■ WORK TO BE COMPLETED
Copy out each line containing "lock" from the entries below.

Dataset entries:

--- --- ---

//! Integration tests for the HTTP executor, webhook and suite
//!
//! Every test talks to a local `wiremock` server.

use std::sync::Arc;
use std::time::Duration;

use serde_json::json;
use serpbench_core::{
    execute_in_slot, AlertEngine, AlertPolicy, AlertRule, HarnessConfig, LoadGenerator,
    MemorySink, RequestOutcome, SlotGauge, StatusClass, WorkSource,
};
use serpbench_loadtest::{
    BenchConfig, HttpExecutor, KeywordOrder, KeywordPool, MarkdownWebhook, ReportStyle,
    RequestTemplate, ResponseCheck, RetryPolicy, Suite, TargetConfig, TargetSource,
    WebhookConfig, ATTEMPTS_FIELD,
};
use tokio::sync::Semaphore;
use wiremock::matchers::{body_partial_json, method, path, query_param};
use wiremock::{Mock, MockServer, ResponseTemplate};

fn serp_check() -> ResponseCheck {
    ResponseCheck::json_api()
        .requiring_any(["organic_results", "answer_box"])
        .extracting("search_id", "/search_metadata/id")
}

async fn run_against(
    template: RequestTemplate,
    check: ResponseCheck,
    config: HarnessConfig,
) -> (serpbench_core::RunSummary, Arc<MemorySink>) {
    let sink = Arc::new(MemorySink::new());
    let pool = Arc::new(KeywordPool::new(["Apple", "Bread"], KeywordOrder::RoundRobin));
    let summary = LoadGenerator::new(
        config,
        HttpExecutor::new(check).unwrap(),
        TargetSource::new(template, Some(pool)),
    )
    .unwrap()
    .with_label("mock")
    .with_sink(sink.clone())
    .run()
    .await
    .unwrap();
    (summary, sink)
}

/// Send a single request to `uri` through the slot and timeout machinery
async fn send_one(executor: &HttpExecutor, uri: String, timeout: Duration) -> RequestOutcome {
    let source = TargetSource::new(RequestTemplate::get(uri), None);
    execute_in_slot(
        executor,
        source.next_item(0),
        0,
        timeout,
        &Arc::new(Semaphore::new(1)),
        &Arc::new(SlotGauge::default()),
    )
    .await
}
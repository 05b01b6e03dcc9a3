//! Dispatch pacing and stop conditions
//!
//! Every worker asks the scheduler for a ticket before each iteration. The
//! scheduler is the single point that decides *when* the next request may
//! start and *whether* any more may start at all.

use std::sync::atomic::{AtomicU64, Ordering};
use std::time::{Duration, Instant};

use parking_lot::Mutex;
use tokio::time::sleep_until;

use crate::config::StopCondition;
use crate::error::{HarnessError, Result};

/// Earliest time the next dispatch may happen.
///
/// `Ok(None)` means immediately: without a rate target only the concurrency
/// limit throttles work. Fails when the slot lies beyond what [`Instant`]
/// can represent.
pub fn next_ready_at(last_dispatch: Instant, target_rate: f64) -> Result<Option<Instant>> {
    if !target_rate.is_finite() || target_rate <= 0.0 {
        return Ok(None);
    }
    Duration::try_from_secs_f64(1.0 / target_rate)
        .ok()
        .and_then(|gap| last_dispatch.checked_add(gap))
        .map(Some)
        .ok_or_else(|| {
            HarnessError::InvalidConfig(format!(
                "target_rps {} puts the next dispatch out of range",
                target_rate
            ))
        })
}

/// Hands out dispatch tickets until the stop condition is reached
#[derive(Debug)]
pub struct Scheduler {
    stop: StopCondition,
    started: Instant,
    deadline: Option<Instant>,
    target_rps: f64,
    dispatched: AtomicU64,
    /// Slot reserved by the most recent ticket
    last_slot: Mutex<Option<Instant>>,
}

impl Scheduler {
    pub fn new(stop: StopCondition, target_rps: f64) -> Self {
        let started = Instant::now();
        let deadline = match stop {
            StopCondition::Duration(window) => Some(started + window),
            StopCondition::Count(_) => None,
        };
        Self {
            stop,
            started,
            deadline,
            target_rps,
            dispatched: AtomicU64::new(0),
            last_slot: Mutex::new(None),
        }
    }

    pub fn started(&self) -> Instant {
        self.started
    }

    pub fn deadline(&self) -> Option<Instant> {
        self.deadline
    }

    /// Tickets handed out so far
    pub fn dispatched(&self) -> u64 {
        self.dispatched.load(Ordering::SeqCst)
    }

    fn deadline_passed(&self, now: Instant) -> bool {
        self.deadline.is_some_and(|deadline| now >= deadline)
    }

    /// Wait for the next dispatch slot and return its sequence number.
    ///
    /// Returns `Ok(None)` once the run is over. A ticket is only counted as
    /// dispatched when it is returned, so every `Some` must end in exactly
    /// one recorded outcome.
    pub async fn next_dispatch(&self) -> Result<Option<u64>> {
        match self.stop {
            StopCondition::Count(total) => {
                let Ok(seq) = self
                    .dispatched
                    .fetch_update(Ordering::SeqCst, Ordering::SeqCst, |n| {
                        (n < total).then_some(n + 1)
                    })
                else {
                    return Ok(None);
                };
                match self.reserve_slot() {
                    Ok(Some(ready_at)) => sleep_until(ready_at.into()).await,
                    Ok(None) => {}
                    Err(e) => {
                        // Hand the ticket back; no outcome will follow it
                        self.dispatched.fetch_sub(1, Ordering::SeqCst);
                        return Err(e);
                    }
                }
                Ok(Some(seq))
            }
            StopCondition::Duration(_) => {
                if self.deadline_passed(Instant::now()) {
                    return Ok(None);
                }
                if let Some(ready_at) = self.reserve_slot()? {
                    if self.deadline_passed(ready_at) {
                        return Ok(None);
                    }
                    sleep_until(ready_at.into()).await;
                    if self.deadline_passed(Instant::now()) {
                        return Ok(None);
                    }
                }
                Ok(Some(self.dispatched.fetch_add(1, Ordering::SeqCst)))
            }
        }
    }

    /// Claim the next paced slot; `None` when unpaced.
    ///
    /// Slots never fall behind `now`, so a slow stretch does not turn into
    /// a catch-up burst.
    fn reserve_slot(&self) -> Result<Option<Instant>> {
        if self.target_rps <= 0.0 {
            return Ok(None);
        }
        let mut last = self.last_slot.lock();
        let now = Instant::now();
        let ready_at = match *last {
            Some(prev) => next_ready_at(prev, self.target_rps)?.map_or(now, |at| at.max(now)),
            None => now,
        };
        *last = Some(ready_at);
        Ok(Some(ready_at))
    }
}

#[cfg(test)]
mod tests {
    use super::*;

    #[test]
    fn test_next_ready_at() {
        let t0 = Instant::now();
        assert_eq!(next_ready_at(t0, 0.0).unwrap(), None);
        assert_eq!(next_ready_at(t0, f64::NAN).unwrap(), None);
        assert_eq!(
            next_ready_at(t0, 4.0).unwrap(),
            Some(t0 + Duration::from_millis(250))
        );
    }

    #[test]
    fn test_next_ready_at_out_of_range() {
        let t0 = Instant::now();
        assert!(next_ready_at(t0, 1e-19).is_err());
        assert!(next_ready_at(t0, 1e-300).is_err());
    }

    #[tokio::test]
    async fn test_count_mode_issues_exactly_total() {
        let scheduler = Scheduler::new(StopCondition::Count(3), 0.0);
        assert_eq!(scheduler.next_dispatch().await.unwrap(), Some(0));
        assert_eq!(scheduler.next_dispatch().await.unwrap(), Some(1));
        assert_eq!(scheduler.next_dispatch().await.unwrap(), Some(2));
        assert_eq!(scheduler.next_dispatch().await.unwrap(), None);
        assert_eq!(scheduler.dispatched(), 3);
    }

    #[tokio::test]
    async fn test_unreachable_slot_returns_the_ticket() {
        let scheduler = Scheduler::new(StopCondition::Count(5), 1e-19);
        // First slot is immediate, the second cannot be represented
        assert_eq!(scheduler.next_dispatch().await.unwrap(), Some(0));
        assert!(scheduler.next_dispatch().await.is_err());
        assert_eq!(scheduler.dispatched(), 1);
    }

    #[tokio::test]
    async fn test_duration_mode_stops_at_deadline() {
        let scheduler = Scheduler::new(StopCondition::Duration(Duration::from_millis(50)), 0.0);
        assert!(scheduler.next_dispatch().await.unwrap().is_some());
        tokio::time::sleep(Duration::from_millis(60)).await;
        assert_eq!(scheduler.next_dispatch().await.unwrap(), None);
        assert_eq!(scheduler.dispatched(), 1);
    }

    #[tokio::test]
    async fn test_paced_dispatch_spacing() {
        let scheduler = Scheduler::new(StopCondition::Count(5), 50.0);
        let start = Instant::now();
        while scheduler.next_dispatch().await.unwrap().is_some() {}
        // First slot is immediate, the remaining four are 20ms apart
        assert!(start.elapsed() >= Duration::from_millis(75));
    }

    #[tokio::test]
    async fn test_paced_slot_past_deadline_is_refused() {
        let scheduler = Scheduler::new(StopCondition::Duration(Duration::from_millis(100)), 1.0);
        assert_eq!(scheduler.next_dispatch().await.unwrap(), Some(0));
        // Next slot would be at +1s, well past the deadline
        let start = Instant::now();
        assert_eq!(scheduler.next_dispatch().await.unwrap(), None);
        assert!(start.elapsed() < Duration::from_millis(50));
    }
}
//! Reports and the sinks that receive them

use async_trait::async_trait;
use chrono::{DateTime, Utc};
use parking_lot::Mutex;
use serde::{Deserialize, Serialize};
use tracing::info;

use crate::error::Result;
use crate::outcome::RequestOutcome;
use crate::stats::{LatencySummary, RunStatistics};

/// Whether a report is a periodic snapshot or the end-of-run summary
#[derive(Debug, Clone, Copy, PartialEq, Eq, Serialize, Deserialize)]
#[serde(rename_all = "snake_case")]
pub enum ReportKind {
    Live,
    Final,
}

/// Snapshot handed to every [`ReportSink`]
#[derive(Debug, Clone, Serialize, Deserialize)]
pub struct Report {
    /// Run label (usually the target name)
    pub label: String,
    pub kind: ReportKind,
    pub generated_at: DateTime<Utc>,
    pub concurrency: usize,
    /// Seconds since the run started
    pub run_elapsed_secs: f64,
    /// Seconds left before the deadline, duration mode only
    pub remaining_secs: Option<f64>,
    /// Everything recorded so far
    pub cumulative: RunStatistics,
    /// Outcomes recorded since the previous report
    pub interval: RunStatistics,
    /// `interval.total` divided by the interval length
    pub current_qps: f64,
    /// Rolling window of recent successful latencies
    pub rolling: Option<LatencySummary>,
}

impl Report {
    pub fn is_final(&self) -> bool {
        self.kind == ReportKind::Final
    }
}

/// Destination for reports (console, CSV, webhook, ...)
#[async_trait]
pub trait ReportSink: Send + Sync {
    /// Name used in logs and errors
    fn name(&self) -> &str;

    /// Called once per outcome, in arrival order
    async fn record(&self, _outcome: &RequestOutcome) -> Result<()> {
        Ok(())
    }

    /// Called for every live report and exactly once with the final report
    async fn emit(&self, report: &Report) -> Result<()>;
}

/// Logs reports through `tracing`
#[derive(Debug, Default)]
pub struct TracingSink;

#[async_trait]
impl ReportSink for TracingSink {
    fn name(&self) -> &str {
        "tracing"
    }

    async fn emit(&self, report: &Report) -> Result<()> {
        let stats = &report.cumulative;
        let rolling_avg_ms = report
            .rolling
            .as_ref()
            .map(|r| r.avg_secs * 1000.0)
            .unwrap_or_default();

        match report.kind {
            ReportKind::Live => info!(
                label = %report.label,
                elapsed_secs = %format!("{:.1}", report.run_elapsed_secs),
                remaining_secs = ?report.remaining_secs.map(|r| r.round()),
                "total={} ok={} fail={} success={:.2}% qps={:.2} avg={:.1}ms rolling_avg={:.1}ms",
                stats.total,
                stats.success_count,
                stats.failure_count,
                stats.success_percent(),
                report.current_qps,
                stats.latency.avg_secs * 1000.0,
                rolling_avg_ms,
            ),
            ReportKind::Final => info!(
                label = %report.label,
                "finished: total={} ok={} success={:.2}% throughput={:.2}/s p50={:.3}s p99={:.3}s",
                stats.total,
                stats.success_count,
                stats.success_percent(),
                stats.throughput,
                stats.latency.p50_secs,
                stats.latency.p99_secs,
            ),
        }
        Ok(())
    }
}

/// Keeps every report in memory
#[derive(Debug, Default)]
pub struct MemorySink {
    reports: Mutex<Vec<Report>>,
    recorded: Mutex<u64>,
}

impl MemorySink {
    pub fn new() -> Self {
        Self::default()
    }

    pub fn reports(&self) -> Vec<Report> {
        self.reports.lock().clone()
    }

    pub fn final_reports(&self) -> Vec<Report> {
        self.reports
            .lock()
            .iter()
            .filter(|r| r.is_final())
            .cloned()
            .collect()
    }

    /// Outcomes seen through [`ReportSink::record`]
    pub fn recorded(&self) -> u64 {
        *self.recorded.lock()
    }
}

#[async_trait]
impl ReportSink for MemorySink {
    fn name(&self) -> &str {
        "memory"
    }

    async fn record(&self, _outcome: &RequestOutcome) -> Result<()> {
        *self.recorded.lock() += 1;
        Ok(())
    }

    async fn emit(&self, report: &Report) -> Result<()> {
        self.reports.lock().push(report.clone());
        Ok(())
    }
}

--- --- ---

■ RESPONSE BELOW
        let mut last = self.last_slot.lock();
        self.reports.lock().clone()
            .lock()
        *self.recorded.lock()
        *self.recorded.lock() += 1;
        self.reports.lock().push(report.clone());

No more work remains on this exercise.